# T 12 light bulbs shop lights



## pirayaman (Nov 3, 2007)

ok lighting gurus i have searched for t12 and it gives me a message 
so please help

setup 
210 gallon 
wisteria 
amazon swords 
banana somethings 
dwarf hairgrass 
i cant remember what else but a lot of diff plants

i just got 2 shop lights they are 48 inchs long double bulb 
i got 4 light bulbs they are ge ecolux f40t12 they are 40 watt t12 bulbs they are 3150 lumens color temp is 4100k cri 72 its 2.62 of watt per gallon is 2 of these enough to grow my plants better than 2 aquarium lights (they came with my other tanks) 
i dont run co2 
i do use api leaf zone and flourite/ gravel mix about 50/50 maybe a little more flourite

i do want a good planted aquarium and my old lights werent cutting it

please help


----------



## ryanimpreza (Jul 19, 2006)

maybe my math is wrong but isnt that .75 wpg. let me re read your post to make sure i didnt miss anything.

I think you need more power to grow plants effectively. 210 gal tank is most likely 2 ft tall. It is harder for the light to reach the bottom of the tank with that much water in the way. lets see some pics of your tank.


----------



## pirayaman (Nov 3, 2007)

ryanimpreza said:


> maybe my math is wrong but isnt that .75 wpg. let me re read your post to make sure i didnt miss anything.
> 
> I think you need more power to grow plants effectively. 210 gal tank is most likely 2 ft tall. It is harder for the light to reach the bottom of the tank with that much water in the way. lets see some pics of your tank.

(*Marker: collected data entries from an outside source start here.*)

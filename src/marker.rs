//! Deciding which weather samples become map markers
//!
//! Showing a marker for every sample clutters the map, so only the endpoints,
//! notable changes and every Nth sample are displayed.

use serde::{Deserialize, Serialize};

use crate::config::SamplingConfig;
use crate::models::{Coordinate, WeatherSample};

/// Lossy filter over the samples of one route
#[derive(Debug, Clone, Copy, PartialEq)]
pub struct MarkerFilter {
    /// A temperature change strictly greater than this forces a marker
    pub temperature_delta: f64,
    /// Indices that are a multiple of this are always shown
    pub every: usize,
}

impl Default for MarkerFilter {
    fn default() -> Self {
        Self {
            temperature_delta: 3.0,
            every: 3,
        }
    }
}

impl From<&SamplingConfig> for MarkerFilter {
    fn from(sampling: &SamplingConfig) -> Self {
        Self {
            temperature_delta: sampling.temperature_delta,
            every: sampling.marker_every.max(1),
        }
    }
}

impl MarkerFilter {
    /// Should the sample at `index` (of `count`) be displayed, given the last
    /// sample that was displayed?
    #[must_use]
    pub fn should_display(
        &self,
        sample: &WeatherSample,
        index: usize,
        count: usize,
        last_displayed: Option<&WeatherSample>,
    ) -> bool {
        if index == 0 || index + 1 == count {
            return true;
        }

        let every_nth = index % self.every.max(1) == 0;
        match last_displayed {
            Some(previous) => {
                (sample.temperature - previous.temperature).abs() > self.temperature_delta
                    || sample.condition != previous.condition
                    || every_nth
            }
            None => every_nth,
        }
    }

    /// Markers for an ordered list of samples
    #[must_use]
    pub fn select(&self, samples: &[WeatherSample]) -> Vec<Marker> {
        let mut markers = Vec::new();
        let mut last_displayed: Option<&WeatherSample> = None;
        for (index, sample) in samples.iter().enumerate() {
            if self.should_display(sample, index, samples.len(), last_displayed) {
                markers.push(Marker::from_sample(index, sample));
                last_displayed = Some(sample);
            }
        }
        markers
    }
}

/// A weather sample surfaced as a map annotation
#[derive(Debug, Clone, PartialEq, Serialize, Deserialize)]
pub struct Marker {
    /// Position of the sample in the route's sample list
    pub sample_index: usize,
    pub coordinate: Coordinate,
    pub title: String,
    /// Rounded temperature in Celsius
    pub temperature: i32,
    pub description: String,
    pub icon_url: String,
}

impl Marker {
    #[must_use]
    pub fn from_sample(sample_index: usize, sample: &WeatherSample) -> Self {
        let title = if sample.location.trim().is_empty() {
            "Checkpoint".to_string()
        } else {
            sample.location.clone()
        };

        Self {
            sample_index,
            coordinate: sample.coordinate,
            title,
            temperature: sample.temperature.round() as i32,
            description: sample.description.clone(),
            icon_url: format!("https://openweathermap.org/img/wn/{}@2x.png", sample.icon),
        }
    }
}
//! HTTP server for the planner UI

mod routes;

use std::sync::Arc;

use anyhow::Context;
use axum::Router;
use tokio::net::TcpListener;
use tokio::sync::Mutex;
use tower_http::cors::{Any, CorsLayer};
use tower_http::trace::TraceLayer;
use tracing::{info, warn};

use crate::api::GeoServices;
use crate::planner::RoutePlanner;
use crate::store::RouteStore;

/// Shared server state: one planner session and the user's saved routes
pub struct AppState<S> {
    planner: Arc<Mutex<RoutePlanner<S>>>,
    store: Arc<dyn RouteStore>,
}

impl<S> Clone for AppState<S> {
    fn clone(&self) -> Self {
        Self {
            planner: Arc::clone(&self.planner),
            store: Arc::clone(&self.store),
        }
    }
}

impl<S: GeoServices> AppState<S> {
    pub fn new(planner: RoutePlanner<S>, store: Arc<dyn RouteStore>) -> Self {
        Self {
            planner: Arc::new(Mutex::new(planner)),
            store,
        }
    }
}

/// The full application router
pub fn app<S: GeoServices + 'static>(state: AppState<S>) -> Router {
    let cors = CorsLayer::new()
        .allow_origin(Any)
        .allow_methods(Any)
        .allow_headers(Any);

    Router::new()
        .nest("/api", routes::router())
        .layer(cors)
        .layer(TraceLayer::new_for_http())
        .with_state(state)
}

/// Bind `0.0.0.0:{port}` and serve until interrupted
pub async fn run<S: GeoServices + 'static>(port: u16, state: AppState<S>) -> anyhow::Result<()> {
    let addr = format!("0.0.0.0:{port}");
    let listener = TcpListener::bind(&addr)
        .await
        .with_context(|| format!("Failed to bind {addr}"))?;
    info!("Web server running at http://localhost:{}", port);
    serve(listener, state).await
}

/// Serve on an already bound listener until interrupted
pub async fn serve<S: GeoServices + 'static>(
    listener: TcpListener,
    state: AppState<S>,
) -> anyhow::Result<()> {
    axum::serve(listener, app(state))
        .with_graceful_shutdown(shutdown_signal())
        .await
        .context("Web server stopped unexpectedly")
}

async fn shutdown_signal() {
    if let Err(e) = tokio::signal::ctrl_c().await {
        warn!("Cannot listen for Ctrl-C, serving until killed: {}", e);
        std::future::pending::<()>().await;
    }
    info!("Shutting down web server");
}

it would be two 2bulb 40 watt t12 thats i guess 80 watts devide by 210 igot 2. something these bulbs are just regular light not plant lights or anything i dont think they will work

and why arnt all the plant light specialists giving me some help here


----------



## ryanimpreza (Jul 19, 2006)

pirayaman said:


> maybe my math is wrong but isnt that .75 wpg. let me re read your post to make sure i didnt miss anything.
> 
> I think you need more power to grow plants effectively. 210 gal tank is most likely 2 ft tall. It is harder for the light to reach the bottom of the tank with that much water in the way. lets see some pics of your tank.


it would be two 2bulb 40 watt t12 thats i guess 80 watts devide by 210 igot 2. something these bulbs are just regular light not plant lights or anything i dont think they will work

and why arnt all the plant light specialists giving me some help here
[/quote]
40 X 4 = 160/210 =.76 wpg.........180 watts is 1 watt per gallon in a 180 gallon tank. You got your math backwards......you need to get 6700k to 10000k kelvin rating bulbs. This is the best for plant growth. also Im sure you tank is 72 in long and your light is 48 in. sounds like you will be dim on the sides. You can spread your lights apart so they reach both ends of the tank.


----------



## Winkyee (Feb 17, 2003)

If you feel safe in doing a bit of electrical work, you can get quite a boost in lighting by replacing your current ballast and adding 2 4 tube ballasts and using them to drive one tube each.
You'll also switch to T8 or T6 tubes from (big als) that will give you about 3x the light you have now.

Link -->> ODNO

More in depth -->> ODNO 

Testing -->> ODNO measurements: power consumption vs light output


----------



## pirayaman (Nov 3, 2007)

finally thanks guys

oh one more question i was at homedepo and saw they had new plantlights it had a pic of a aquarium on the box but the k rateing was 3700 kelin these shop lights have 4100k why would those 3700 be any good if your telling me to get a higher rating im not disagreeing its just a question ill go find some 10000k ones but why would they have a plant light with 3700 and say its good also what about natural daylight bulbs they were selling these as well they were like 5000 or 6000 something would those work they are only 5 bucks im sorry for all the questions but i know notthing on lighting


----------



## ryanimpreza (Jul 19, 2006)

pirayaman said:


> finally thanks guys
> 
> oh one more question i was at homedepo and saw they had new plantlights it had a pic of a aquarium on the box but the k rateing was 3700 kelin these shop lights have 4100k why would those 3700 be any good if your telling me to get a higher rating im not disagreeing its just a question ill go find some 10000k ones but why would they have a plant light with 3700 and say its good also what about natural daylight bulbs they were selling these as well they were like 5000 or 6000 something would those work they are only 5 bucks im sorry for all the questions but i know notthing on lighting


6700 to 10000 is just a normal range the bottom line is go with the light that has full color on the spectrum scale that is usually found on the box of the bulb. the more color the better. Some bulbs unlike this 6700k show in this pic will have almost all blue in it. notice the 6700k have a fairly equal amount of each color.


----------